##### EXTRACTED INFORMATION
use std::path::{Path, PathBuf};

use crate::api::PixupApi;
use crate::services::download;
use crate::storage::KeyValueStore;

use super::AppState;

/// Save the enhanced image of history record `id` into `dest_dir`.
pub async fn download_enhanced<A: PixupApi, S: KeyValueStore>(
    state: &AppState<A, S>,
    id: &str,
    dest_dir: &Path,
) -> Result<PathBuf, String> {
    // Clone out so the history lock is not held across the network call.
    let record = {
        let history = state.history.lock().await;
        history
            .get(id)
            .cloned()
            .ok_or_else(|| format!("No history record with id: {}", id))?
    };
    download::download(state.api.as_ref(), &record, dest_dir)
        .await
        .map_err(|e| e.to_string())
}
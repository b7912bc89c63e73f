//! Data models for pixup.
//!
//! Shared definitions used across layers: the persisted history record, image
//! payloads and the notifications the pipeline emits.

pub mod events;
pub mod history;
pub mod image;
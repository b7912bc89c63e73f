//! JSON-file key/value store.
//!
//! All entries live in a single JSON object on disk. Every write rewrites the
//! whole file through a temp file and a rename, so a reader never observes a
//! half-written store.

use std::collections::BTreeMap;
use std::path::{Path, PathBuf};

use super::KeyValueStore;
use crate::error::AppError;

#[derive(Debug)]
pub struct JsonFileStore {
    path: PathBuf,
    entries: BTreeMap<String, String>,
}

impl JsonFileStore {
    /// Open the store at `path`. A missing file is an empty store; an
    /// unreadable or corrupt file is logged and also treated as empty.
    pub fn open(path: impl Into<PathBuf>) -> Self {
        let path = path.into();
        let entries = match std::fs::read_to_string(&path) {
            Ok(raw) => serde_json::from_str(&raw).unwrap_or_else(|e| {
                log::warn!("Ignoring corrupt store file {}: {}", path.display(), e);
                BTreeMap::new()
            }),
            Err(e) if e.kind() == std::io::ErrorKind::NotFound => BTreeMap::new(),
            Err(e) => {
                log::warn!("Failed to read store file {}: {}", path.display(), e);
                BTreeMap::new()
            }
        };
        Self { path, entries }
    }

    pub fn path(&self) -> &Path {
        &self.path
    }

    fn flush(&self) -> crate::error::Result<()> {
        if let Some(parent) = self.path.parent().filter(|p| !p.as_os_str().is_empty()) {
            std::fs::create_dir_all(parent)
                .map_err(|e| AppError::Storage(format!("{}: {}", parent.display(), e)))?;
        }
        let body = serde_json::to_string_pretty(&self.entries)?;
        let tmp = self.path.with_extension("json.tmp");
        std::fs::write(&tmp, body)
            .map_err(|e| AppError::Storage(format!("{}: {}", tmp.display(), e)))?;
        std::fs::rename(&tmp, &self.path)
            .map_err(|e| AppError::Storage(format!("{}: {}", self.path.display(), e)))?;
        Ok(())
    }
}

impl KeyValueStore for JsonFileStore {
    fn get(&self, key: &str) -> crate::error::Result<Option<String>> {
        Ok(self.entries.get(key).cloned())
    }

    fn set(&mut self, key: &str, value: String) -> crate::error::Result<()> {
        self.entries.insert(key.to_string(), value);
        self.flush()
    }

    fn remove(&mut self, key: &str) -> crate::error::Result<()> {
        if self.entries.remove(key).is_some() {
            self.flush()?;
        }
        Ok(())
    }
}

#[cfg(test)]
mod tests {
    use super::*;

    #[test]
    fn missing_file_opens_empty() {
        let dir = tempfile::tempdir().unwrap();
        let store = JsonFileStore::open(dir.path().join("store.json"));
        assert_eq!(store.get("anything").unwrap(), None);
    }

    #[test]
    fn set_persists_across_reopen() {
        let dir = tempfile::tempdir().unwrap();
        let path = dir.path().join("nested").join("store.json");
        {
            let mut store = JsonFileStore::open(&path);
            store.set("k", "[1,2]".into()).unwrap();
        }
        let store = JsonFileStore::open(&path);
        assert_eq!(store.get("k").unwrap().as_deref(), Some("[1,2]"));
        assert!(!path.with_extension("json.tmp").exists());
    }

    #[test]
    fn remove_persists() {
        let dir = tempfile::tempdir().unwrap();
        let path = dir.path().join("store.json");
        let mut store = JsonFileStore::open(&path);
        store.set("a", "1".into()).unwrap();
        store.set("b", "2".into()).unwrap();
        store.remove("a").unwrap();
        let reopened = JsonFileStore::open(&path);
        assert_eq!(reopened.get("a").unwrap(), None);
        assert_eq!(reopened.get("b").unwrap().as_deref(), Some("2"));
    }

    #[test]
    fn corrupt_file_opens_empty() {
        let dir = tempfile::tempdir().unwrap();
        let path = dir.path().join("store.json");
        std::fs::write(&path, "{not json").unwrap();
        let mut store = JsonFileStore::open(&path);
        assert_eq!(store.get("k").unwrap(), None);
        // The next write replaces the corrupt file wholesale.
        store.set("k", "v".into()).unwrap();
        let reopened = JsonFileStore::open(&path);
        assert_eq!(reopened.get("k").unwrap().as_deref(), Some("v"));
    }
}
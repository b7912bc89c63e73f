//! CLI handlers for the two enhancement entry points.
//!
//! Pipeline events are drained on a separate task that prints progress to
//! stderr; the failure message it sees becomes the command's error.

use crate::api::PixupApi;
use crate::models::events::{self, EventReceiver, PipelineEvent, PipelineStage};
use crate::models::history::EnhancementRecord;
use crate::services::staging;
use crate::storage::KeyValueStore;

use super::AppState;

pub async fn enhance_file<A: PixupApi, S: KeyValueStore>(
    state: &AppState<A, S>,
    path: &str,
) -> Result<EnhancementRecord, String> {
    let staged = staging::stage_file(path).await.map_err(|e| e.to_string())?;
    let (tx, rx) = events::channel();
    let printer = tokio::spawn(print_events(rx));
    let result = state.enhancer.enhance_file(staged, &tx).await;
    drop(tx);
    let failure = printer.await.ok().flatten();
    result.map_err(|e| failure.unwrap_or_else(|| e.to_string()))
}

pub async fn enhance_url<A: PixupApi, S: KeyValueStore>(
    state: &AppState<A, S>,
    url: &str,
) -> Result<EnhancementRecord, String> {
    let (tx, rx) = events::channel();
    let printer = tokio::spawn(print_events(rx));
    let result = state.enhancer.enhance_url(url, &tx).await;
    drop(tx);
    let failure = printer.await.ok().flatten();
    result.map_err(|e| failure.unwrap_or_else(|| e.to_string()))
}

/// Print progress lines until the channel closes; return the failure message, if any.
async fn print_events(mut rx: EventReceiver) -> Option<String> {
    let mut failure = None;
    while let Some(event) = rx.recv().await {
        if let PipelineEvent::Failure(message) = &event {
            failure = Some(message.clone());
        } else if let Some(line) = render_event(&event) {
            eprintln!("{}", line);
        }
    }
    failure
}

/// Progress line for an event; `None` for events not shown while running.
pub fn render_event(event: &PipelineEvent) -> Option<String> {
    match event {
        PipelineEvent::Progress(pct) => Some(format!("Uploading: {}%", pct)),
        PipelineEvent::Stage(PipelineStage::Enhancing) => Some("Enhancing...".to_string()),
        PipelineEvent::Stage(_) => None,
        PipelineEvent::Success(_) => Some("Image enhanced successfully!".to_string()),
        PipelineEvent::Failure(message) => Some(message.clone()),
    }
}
##########
##### EXTRACTED INFORMATION
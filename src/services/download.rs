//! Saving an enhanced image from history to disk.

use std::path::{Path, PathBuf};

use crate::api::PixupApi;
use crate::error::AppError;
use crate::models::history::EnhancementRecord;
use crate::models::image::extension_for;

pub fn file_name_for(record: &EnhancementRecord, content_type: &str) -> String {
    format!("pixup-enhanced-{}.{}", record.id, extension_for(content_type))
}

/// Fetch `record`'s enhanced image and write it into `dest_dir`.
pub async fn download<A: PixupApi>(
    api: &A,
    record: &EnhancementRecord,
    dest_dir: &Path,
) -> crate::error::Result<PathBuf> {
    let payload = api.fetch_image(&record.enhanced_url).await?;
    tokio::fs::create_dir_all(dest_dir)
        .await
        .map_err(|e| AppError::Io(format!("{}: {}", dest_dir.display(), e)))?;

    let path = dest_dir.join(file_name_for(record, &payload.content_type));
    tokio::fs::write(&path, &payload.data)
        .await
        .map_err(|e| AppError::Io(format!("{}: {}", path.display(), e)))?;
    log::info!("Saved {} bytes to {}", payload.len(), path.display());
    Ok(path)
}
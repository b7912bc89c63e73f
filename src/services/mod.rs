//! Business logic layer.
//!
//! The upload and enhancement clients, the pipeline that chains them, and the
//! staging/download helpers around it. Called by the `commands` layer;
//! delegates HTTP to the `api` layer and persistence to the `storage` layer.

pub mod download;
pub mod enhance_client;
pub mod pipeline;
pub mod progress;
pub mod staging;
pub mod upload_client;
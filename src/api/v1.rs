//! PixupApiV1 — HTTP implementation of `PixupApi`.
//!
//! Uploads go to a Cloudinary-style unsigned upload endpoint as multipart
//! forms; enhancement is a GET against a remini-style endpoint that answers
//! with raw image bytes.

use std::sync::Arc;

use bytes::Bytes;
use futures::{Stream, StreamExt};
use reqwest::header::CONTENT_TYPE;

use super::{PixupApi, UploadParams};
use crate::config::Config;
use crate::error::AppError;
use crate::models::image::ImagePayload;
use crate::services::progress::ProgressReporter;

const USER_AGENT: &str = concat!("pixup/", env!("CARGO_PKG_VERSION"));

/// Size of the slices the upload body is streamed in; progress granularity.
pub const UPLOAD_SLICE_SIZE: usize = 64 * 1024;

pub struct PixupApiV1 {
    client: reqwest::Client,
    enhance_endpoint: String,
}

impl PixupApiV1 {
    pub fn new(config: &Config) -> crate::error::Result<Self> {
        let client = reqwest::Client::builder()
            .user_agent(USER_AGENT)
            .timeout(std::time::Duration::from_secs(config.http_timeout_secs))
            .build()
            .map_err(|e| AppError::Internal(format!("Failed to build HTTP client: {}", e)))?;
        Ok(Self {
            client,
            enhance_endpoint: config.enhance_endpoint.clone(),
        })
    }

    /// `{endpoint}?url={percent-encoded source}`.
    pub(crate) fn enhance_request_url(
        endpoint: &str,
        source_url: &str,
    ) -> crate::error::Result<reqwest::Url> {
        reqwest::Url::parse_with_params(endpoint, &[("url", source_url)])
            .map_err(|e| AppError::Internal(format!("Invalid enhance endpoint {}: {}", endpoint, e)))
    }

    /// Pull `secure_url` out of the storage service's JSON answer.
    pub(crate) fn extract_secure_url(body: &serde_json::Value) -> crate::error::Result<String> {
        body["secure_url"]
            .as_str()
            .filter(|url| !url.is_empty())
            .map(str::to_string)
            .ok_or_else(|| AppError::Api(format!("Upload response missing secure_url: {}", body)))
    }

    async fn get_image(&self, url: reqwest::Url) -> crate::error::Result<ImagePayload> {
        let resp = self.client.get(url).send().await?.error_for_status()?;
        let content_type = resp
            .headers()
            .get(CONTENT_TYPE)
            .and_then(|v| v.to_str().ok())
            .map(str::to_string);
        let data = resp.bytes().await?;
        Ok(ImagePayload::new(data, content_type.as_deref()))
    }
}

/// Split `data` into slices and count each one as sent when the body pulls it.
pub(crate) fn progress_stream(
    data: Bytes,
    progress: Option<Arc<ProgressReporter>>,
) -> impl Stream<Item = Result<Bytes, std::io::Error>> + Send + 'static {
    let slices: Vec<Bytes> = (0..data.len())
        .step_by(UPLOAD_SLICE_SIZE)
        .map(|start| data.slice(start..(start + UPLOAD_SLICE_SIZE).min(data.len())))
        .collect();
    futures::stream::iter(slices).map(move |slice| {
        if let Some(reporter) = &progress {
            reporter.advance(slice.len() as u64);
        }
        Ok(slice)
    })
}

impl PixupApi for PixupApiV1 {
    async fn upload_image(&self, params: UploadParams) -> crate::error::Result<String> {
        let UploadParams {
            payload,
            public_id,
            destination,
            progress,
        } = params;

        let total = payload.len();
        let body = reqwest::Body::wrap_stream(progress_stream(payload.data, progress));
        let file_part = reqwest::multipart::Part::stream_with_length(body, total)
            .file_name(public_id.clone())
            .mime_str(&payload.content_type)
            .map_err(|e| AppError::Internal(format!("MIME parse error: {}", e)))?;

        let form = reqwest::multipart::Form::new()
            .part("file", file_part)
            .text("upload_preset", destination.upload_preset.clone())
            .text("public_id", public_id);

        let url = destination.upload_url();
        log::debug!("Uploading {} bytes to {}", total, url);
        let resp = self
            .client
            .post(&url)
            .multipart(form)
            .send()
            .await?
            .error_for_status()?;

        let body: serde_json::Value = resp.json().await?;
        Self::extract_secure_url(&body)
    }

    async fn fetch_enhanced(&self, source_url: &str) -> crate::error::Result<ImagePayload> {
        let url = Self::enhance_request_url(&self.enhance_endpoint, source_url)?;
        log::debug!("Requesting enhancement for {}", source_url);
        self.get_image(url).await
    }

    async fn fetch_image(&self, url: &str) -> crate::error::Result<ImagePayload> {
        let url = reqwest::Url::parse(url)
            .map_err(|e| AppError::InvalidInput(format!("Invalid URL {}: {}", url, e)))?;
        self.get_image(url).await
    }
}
##########
TASK:
Where a line in the records above contains the string "while", copy that line.

ANSWER TO THIS PROBLEM:
    while let Some(event) = rx.recv().await {
/// Progress line for an event; `None` for events not shown while running.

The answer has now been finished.